SOURCE RECORDS:

---

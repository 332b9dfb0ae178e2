//! Test adapters for the pod source seam
//!
//! [`MockPodSource`] replays scripted list results and watch sessions, and
//! [`TestPod`] builds pods carrying the labels and statuses the translator reads.

use std::collections::BTreeMap;
use std::collections::VecDeque;
use std::sync::Mutex;

use async_trait::async_trait;
use chrono::DateTime;
use chrono::Utc;
use error_stack::Report;
use futures::future;
use futures::stream;
use futures::StreamExt;
use k8s_openapi::api::core::v1::Container;
use k8s_openapi::api::core::v1::ContainerState;
use k8s_openapi::api::core::v1::ContainerStateRunning;
use k8s_openapi::api::core::v1::ContainerStateTerminated;
use k8s_openapi::api::core::v1::ContainerStatus;
use k8s_openapi::api::core::v1::Pod;
use k8s_openapi::api::core::v1::PodSpec;
use k8s_openapi::api::core::v1::PodStatus;
use k8s_openapi::api::core::v1::ResourceRequirements;
use k8s_openapi::apimachinery::pkg::api::resource::Quantity;
use k8s_openapi::apimachinery::pkg::apis::meta::v1::ObjectMeta;
use k8s_openapi::apimachinery::pkg::apis::meta::v1::Time;

use crate::error::WatcherError;
use crate::k8s::labels::JOB_NAME_LABEL;
use crate::k8s::labels::REPLICA_INDEX_LABEL;
use crate::k8s::labels::REPLICA_TYPE_LABEL;
use crate::k8s::pod_source::PodEventStream;
use crate::k8s::pod_source::PodList;
use crate::k8s::pod_source::PodSource;
use crate::k8s::pod_source::PodWatchEvent;

/// A scripted response to one `watch_pods` call.
#[derive(Debug, Clone)]
pub enum WatchSession {
    /// Deliver the events, then end the stream.
    Closing(Vec<Result<PodWatchEvent, WatcherError>>),
    /// Deliver the events, then keep the stream open without further events.
    Open(Vec<Result<PodWatchEvent, WatcherError>>),
    /// Fail to establish the watch.
    Rejected(WatcherError),
    /// Never answer the watch request.
    Hanging,
}

#[derive(Debug, Clone)]
enum ListResponse {
    Pods(PodList),
    Failed(WatcherError),
    Hanging,
}

#[derive(Default)]
struct MockState {
    lists: VecDeque<ListResponse>,
    last_list: PodList,
    sessions: VecDeque<WatchSession>,
    list_calls: usize,
    watch_versions: Vec<String>,
}

/// Pod source replaying scripted responses.
///
/// Once the scripted lists run out, the last successful list is returned again.
/// Once the scripted watch sessions run out, watches stay open forever.
#[derive(Default)]
pub struct MockPodSource {
    state: Mutex<MockState>,
}

impl MockPodSource {
    pub fn new() -> Self {
        Self::default()
    }

    pub fn push_list(&self, pods: Vec<Pod>, resource_version: &str) {
        self.state
            .lock()
            .unwrap()
            .lists
            .push_back(ListResponse::Pods(PodList {
                pods,
                resource_version: Some(resource_version.to_string()),
            }));
    }

    pub fn push_list_error(&self, error: WatcherError) {
        self.state
            .lock()
            .unwrap()
            .lists
            .push_back(ListResponse::Failed(error));
    }

    /// Script a list call that never answers.
    pub fn push_list_hanging(&self) {
        self.state
            .lock()
            .unwrap()
            .lists
            .push_back(ListResponse::Hanging);
    }

    pub fn push_watch(&self, session: WatchSession) {
        self.state.lock().unwrap().sessions.push_back(session);
    }

    /// Number of `list_pods` calls made so far.
    pub fn list_calls(&self) -> usize {
        self.state.lock().unwrap().list_calls
    }

    /// Resource versions passed to each `watch_pods` call, in call order.
    pub fn watch_versions(&self) -> Vec<String> {
        self.state.lock().unwrap().watch_versions.clone()
    }
}

#[async_trait]
impl PodSource for MockPodSource {
    async fn list_pods(&self, label_selector: &str) -> Result<PodList, Report<WatcherError>> {
        let response = {
            let mut state = self.state.lock().unwrap();
            state.list_calls += 1;
            let response = state
                .lists
                .pop_front()
                .unwrap_or_else(|| ListResponse::Pods(state.last_list.clone()));
            if let ListResponse::Pods(list) = &response {
                state.last_list = list.clone();
            }
            response
        };
        match response {
            ListResponse::Pods(mut list) => {
                list.pods.retain(|pod| matches_selector(pod, label_selector));
                Ok(list)
            }
            ListResponse::Failed(error) => Err(Report::new(error)),
            ListResponse::Hanging => future::pending().await,
        }
    }

    async fn watch_pods(
        &self,
        _label_selector: &str,
        resource_version: &str,
    ) -> Result<PodEventStream, Report<WatcherError>> {
        let session = {
            let mut state = self.state.lock().unwrap();
            state.watch_versions.push(resource_version.to_string());
            state
                .sessions
                .pop_front()
                .unwrap_or(WatchSession::Open(Vec::new()))
        };

        let into_results = |events: Vec<Result<PodWatchEvent, WatcherError>>| {
            events
                .into_iter()
                .map(|event| event.map_err(Report::new))
                .collect::<Vec<_>>()
        };

        match session {
            WatchSession::Closing(events) => Ok(stream::iter(into_results(events)).boxed()),
            WatchSession::Open(events) => Ok(stream::iter(into_results(events))
                .chain(stream::pending())
                .boxed()),
            WatchSession::Rejected(error) => Err(Report::new(error)),
            WatchSession::Hanging => future::pending().await,
        }
    }
}

/// Only the `key=value` selectors built by `JobSelector` are understood.
fn matches_selector(pod: &Pod, label_selector: &str) -> bool {
    let Some((key, value)) = label_selector.split_once('=') else {
        return true;
    };
    pod.metadata
        .labels
        .as_ref()
        .and_then(|labels| labels.get(key))
        .is_some_and(|v| v == value)
}

/// Builder for pods as the job submitter creates them.
#[derive(Debug, Clone)]
pub struct TestPod {
    pod: Pod,
}

impl TestPod {
    /// A running pod of `job` with the given replica type label and index.
    pub fn new(job: &str, replica_type: &str, index: u32) -> Self {
        let labels = BTreeMap::from([
            (JOB_NAME_LABEL.to_string(), job.to_string()),
            (REPLICA_TYPE_LABEL.to_string(), replica_type.to_string()),
            (REPLICA_INDEX_LABEL.to_string(), index.to_string()),
        ]);
        let pod = Pod {
            metadata: ObjectMeta {
                name: Some(format!("{job}-{replica_type}-{index}")),
                namespace: Some("default".to_string()),
                labels: Some(labels),
                ..Default::default()
            },
            spec: Some(PodSpec {
                containers: vec![Container {
                    name: "main".to_string(),
                    ..Default::default()
                }],
                ..Default::default()
            }),
            status: Some(PodStatus {
                phase: Some("Running".to_string()),
                container_statuses: Some(vec![ContainerStatus {
                    name: "main".to_string(),
                    state: Some(ContainerState::default()),
                    ..Default::default()
                }]),
                ..Default::default()
            }),
        };
        Self { pod }
    }

    pub fn label(mut self, key: &str, value: &str) -> Self {
        self.pod
            .metadata
            .labels
            .get_or_insert_with(BTreeMap::new)
            .insert(key.to_string(), value.to_string());
        self
    }

    pub fn without_label(mut self, key: &str) -> Self {
        if let Some(labels) = self.pod.metadata.labels.as_mut() {
            labels.remove(key);
        }
        self
    }

    pub fn resource_version(mut self, resource_version: &str) -> Self {
        self.pod.metadata.resource_version = Some(resource_version.to_string());
        self
    }

    pub fn phase(mut self, phase: &str) -> Self {
        self.status().phase = Some(phase.to_string());
        self
    }

    pub fn host(mut self, host_name: &str, host_ip: &str) -> Self {
        if let Some(spec) = self.pod.spec.as_mut() {
            spec.node_name = Some(host_name.to_string());
        }
        self.status().host_ip = Some(host_ip.to_string());
        self
    }

    /// Set the primary container's resource requests.
    pub fn requests(mut self, requests: &[(&str, &str)]) -> Self {
        let requests = requests
            .iter()
            .map(|(name, quantity)| (name.to_string(), Quantity(quantity.to_string())))
            .collect();
        if let Some(container) = self
            .pod
            .spec
            .as_mut()
            .and_then(|spec| spec.containers.first_mut())
        {
            container.resources = Some(ResourceRequirements {
                requests: Some(requests),
                ..Default::default()
            });
        }
        self
    }

    pub fn running_since(mut self, started_at: DateTime<Utc>) -> Self {
        self.container_state().running = Some(ContainerStateRunning {
            started_at: Some(Time(started_at)),
        });
        self
    }

    /// Mark the primary container terminated.
    pub fn terminated(mut self, reason: Option<&str>, exit_code: i32) -> Self {
        let state = self.container_state();
        let started_at = state
            .running
            .take()
            .and_then(|running| running.started_at);
        state.terminated = Some(ContainerStateTerminated {
            exit_code,
            reason: reason.map(str::to_string),
            started_at,
            ..Default::default()
        });
        self
    }

    pub fn without_status(mut self) -> Self {
        self.pod.status = None;
        self
    }

    pub fn build(self) -> Pod {
        self.pod
    }

    fn status(&mut self) -> &mut PodStatus {
        self.pod.status.get_or_insert_with(PodStatus::default)
    }

    fn container_state(&mut self) -> &mut ContainerState {
        let statuses = self
            .status()
            .container_statuses
            .get_or_insert_with(Vec::new);
        if statuses.is_empty() {
            statuses.push(ContainerStatus {
                name: "main".to_string(),
                ..Default::default()
            });
        }
        statuses[0].state.get_or_insert_with(ContainerState::default)
    }
}

impl From<TestPod> for Pod {
    fn from(pod: TestPod) -> Self {
        pod.build()
    }
}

---

ASSIGNMENT:
Respond with the number of lines in the entries that include the string "pending", and nothing besides.

SOLVED PROBLEM:
3